Cull Westminster, get rid of the corrupt entirity and replace them with fair, honest and decent human beings, up to and fit for the job.”
by collegefields
Monday, February 04 2013, 5:16PM
“the only way, if you don't need it, you shouldn't have it .... lolly60 and RichardH11 get my vote on this one.”
by winford
Monday, February 04 2013, 12:31PM
“Maybe benefits of any kind from child allowance to the heating allowance to old ages pensions should only be paid to those who have contriubuted in their lifetime.
This would certainly cut the bill back by thousands and thousands of people - immigrants etc - who have paid NOTHING into our NHS but are given all the benefits as they they have lived here and contributed.
Why should allowances be paid for children who don't live here let alone whos parents have contributed nothing to our government.
Let the people 'benefit' who have paid into the system and this includespensioners who have worked all their lives who should not be penalised by having bus passes etc stopped.”
by mcupis
Monday, February 04 2013, 8:26AM
“There is a big difference between having cash and having assets. A retired copuple could very easily live in a house that is worth quite a lot on paper, but have little in the way of savings and income. Is it fair that they should be subjected to higher taxes? I don't think so.
The fact is that 14 per cent most wealthy already account for 60 per cent of the total income tax take. http://tinyurl.com/ayy6nek The wealthiest one per cent, earning more than £150,000 per year, account for 26.5 per cent of the income tax burden. The allegation that the wealthy are not paying a "fair" amount of tax is patently untrue. The nation needs to have a good think about what constitutes "wealthy". We can't just continually take more and more and more from an ever dwindling group of people to subsidise ever increasing numbers of people who take more from the economy than they give back. We will do what France is currently successfully doing - kill the goose that lays the golden egg. Many of these high earners don't just pay huge sums in tax themselves, they also own businesses that pay vast sums of tax and employ people who all pay tax as well.”
by Stokingharry
Sunday, February 03 2013, 2:24PM
“That's my vote lost then”
by bath1946
Sunday, February 03 2013, 12:03PM
“You could restrict it to those in receipt of means tested pension credit and for fuel allowance, DLA.”
by rogerh3
Sunday, February 03 2013, 11:05AM
“Or add some additional bands to the top of the council tax scale. At the moment H is the highest, based on a rateable value of £320,000 pa.”
by rogerh3
Sunday, February 03 2013, 11:01AM
“Or you could increase income tax or inheritance tax. Both fair, progressive and redistributive taxes.”
by MoeXXX
Sunday, February 03 2013, 12:29AM
“I don't think many people would disagree that the state should not pay benefits to people who don't need them. But the big, hence rarely-mentioned, problem is - just how do you means-test every pensioner? How do you account for savings, assets etc as well as income (pension)?

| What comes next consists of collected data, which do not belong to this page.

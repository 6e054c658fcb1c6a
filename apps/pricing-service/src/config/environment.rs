//! Configuration assembled from environment variables.

use std::collections::HashMap;
use std::str::FromStr;

use serde::de::DeserializeOwned;

use super::{
    AppConfig, ConfigError, ObservabilityConfig, OptionGridConfig, ProviderConfig,
    default_history_days, default_max_retries, default_scan_interval_secs,
    providers::default_cache_ttl_secs, validate_config,
};
use crate::domain::screening::{DeltaRange, ScreenerConfig};

const ALPHA_VANTAGE_URL: &str = "https://www.alphavantage.co/query";
const POLYGON_URL: &str = "https://api.polygon.io/v2";

/// Build the built-in configuration from an environment map.
///
/// Two providers are always defined: `alpha_vantage` (priority 1) and
/// `polygon` (priority 2). Unset or empty variables fall back to defaults.
///
/// # Errors
///
/// Returns `ConfigError::InvalidValue` when a variable cannot be parsed and
/// `ConfigError::Validation` when the result is out of range, including a
/// missing API key for an enabled provider.
pub fn load_config_from_env(env: &HashMap<String, String>) -> Result<AppConfig, ConfigError> {
    let cache_ttl = parse_or(env, "PRICING_CACHE_TTL", default_cache_ttl_secs())?;

    let alpha_vantage = ProviderConfig {
        enabled: parse_or(env, "ALPHA_VANTAGE_ENABLED", true)?,
        ..ProviderConfig::new(
            "alpha_vantage",
            string_or_empty(env, "ALPHA_VANTAGE_API_KEY"),
            ALPHA_VANTAGE_URL,
        )
        .with_priority(1)
    };
    let polygon = ProviderConfig {
        enabled: parse_or(env, "POLYGON_ENABLED", true)?,
        ..ProviderConfig::new("polygon", string_or_empty(env, "POLYGON_API_KEY"), POLYGON_URL)
            .with_priority(2)
    };

    let defaults = ScreenerConfig::default();
    let opportunity_finder = ScreenerConfig {
        volatility_threshold: parse_or(
            env,
            "OPPORTUNITY_VOLATILITY_THRESHOLD",
            defaults.volatility_threshold,
        )?,
        min_days_to_expiry: days_or(env, "OPPORTUNITY_MIN_DAYS", defaults.min_days_to_expiry)?,
        target_delta_range: DeltaRange(
            parse_or(
                env,
                "OPPORTUNITY_DELTA_MIN",
                defaults.target_delta_range.lower(),
            )?,
            parse_or(
                env,
                "OPPORTUNITY_DELTA_MAX",
                defaults.target_delta_range.upper(),
            )?,
        ),
        hedge_min_gamma: parse_or(env, "OPPORTUNITY_HEDGE_MIN_GAMMA", defaults.hedge_min_gamma)?,
        hedge_max_days_to_expiry: days_or(
            env,
            "OPPORTUNITY_HEDGE_MAX_DAYS",
            defaults.hedge_max_days_to_expiry,
        )?,
        hedge_max_theta: parse_or(env, "OPPORTUNITY_HEDGE_MAX_THETA", defaults.hedge_max_theta)?,
    };

    let grid = OptionGridConfig::default();
    let option_parameters = OptionGridConfig {
        strike_prices: json_or(env, "STRIKE_PRICES", grid.strike_prices)?,
        expirations: json_or(env, "EXPIRATIONS", grid.expirations)?,
        volatility: parse_or(env, "VOLATILITY", grid.volatility)?,
        risk_free_rate: parse_or(env, "RISK_FREE_RATE", grid.risk_free_rate)?,
        dividend_yield: parse_or(env, "DIVIDEND_YIELD", grid.dividend_yield)?,
    };

    let observability = ObservabilityConfig {
        metrics_addr: match lookup(env, "METRICS_ADDR") {
            Some(raw) => Some(parse_value("METRICS_ADDR", raw)?),
            None => None,
        },
        ..ObservabilityConfig::default()
    };

    let config = AppConfig {
        providers: vec![alpha_vantage, polygon],
        cache_ttl,
        max_retries: parse_or(env, "MAX_RETRIES", default_max_retries())?,
        default_model: parse_or(env, "DEFAULT_MODEL", Default::default())?,
        opportunity_finder,
        option_parameters,
        history_days: parse_or(env, "HISTORY_DAYS", default_history_days())?,
        scan_interval_secs: parse_or(env, "SCAN_INTERVAL_SECS", default_scan_interval_secs())?,
        observability,
    };

    validate_config(&config)?;
    Ok(config)
}

fn lookup<'a>(env: &'a HashMap<String, String>, key: &str) -> Option<&'a str> {
    env.get(key)
        .map(|v| v.trim())
        .filter(|v| !v.is_empty())
}

fn string_or_empty(env: &HashMap<String, String>, key: &str) -> String {
    lookup(env, key).unwrap_or_default().to_string()
}

fn parse_value<T>(key: &str, raw: &str) -> Result<T, ConfigError>
where
    T: FromStr,
    T::Err: std::fmt::Display,
{
    raw.parse().map_err(|e: T::Err| ConfigError::InvalidValue {
        key: key.to_string(),
        value: raw.to_string(),
        reason: e.to_string(),
    })
}

fn parse_or<T>(env: &HashMap<String, String>, key: &str, default: T) -> Result<T, ConfigError>
where
    T: FromStr,
    T::Err: std::fmt::Display,
{
    lookup(env, key).map_or(Ok(default), |raw| parse_value(key, raw))
}

/// Whole days; a fractional value is truncated (`14.5` reads as 14).
fn days_or(env: &HashMap<String, String>, key: &str, default: u32) -> Result<u32, ConfigError> {
    let Some(raw) = lookup(env, key) else {
        return Ok(default);
    };
    let days: f64 = parse_value(key, raw)?;
    if !days.is_finite() || days < 0.0 || days > f64::from(u32::MAX) {
        return Err(ConfigError::InvalidValue {
            key: key.to_string(),
            value: raw.to_string(),
            reason: "expected a non-negative number of days".to_string(),
        });
    }
    Ok(days.trunc() as u32)
}

fn json_or<T>(env: &HashMap<String, String>, key: &str, default: T) -> Result<T, ConfigError>
where
    T: DeserializeOwned,
{
    lookup(env, key).map_or(Ok(default), |raw| {
        serde_json::from_str(raw).map_err(|e| ConfigError::InvalidValue {
            key: key.to_string(),
            value: raw.to_string(),
            reason: e.to_string(),
        })
    })
}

You could ask every pensioner to fill in an annual self-assessment form, and create a huge new government department or quango to do the sums, but that would be expensive would need public servants, so obviously cannot happen.
Or you could just cut everyone's benefits across the board, like they're doing with income support. I doubt the public would accept that though; it wouldn't be as easy to demonise everyone over 65 as it was to demonise everyone under £15k PA.”
by RichardH11
Saturday, February 02 2013, 5:28PM
“There are an ever-increasing number of pensioners, many of them, like myself, much better off than many working people. I think these extra benefits should definitely be withdrawn for the wealthier if there is a simple way of doing it.”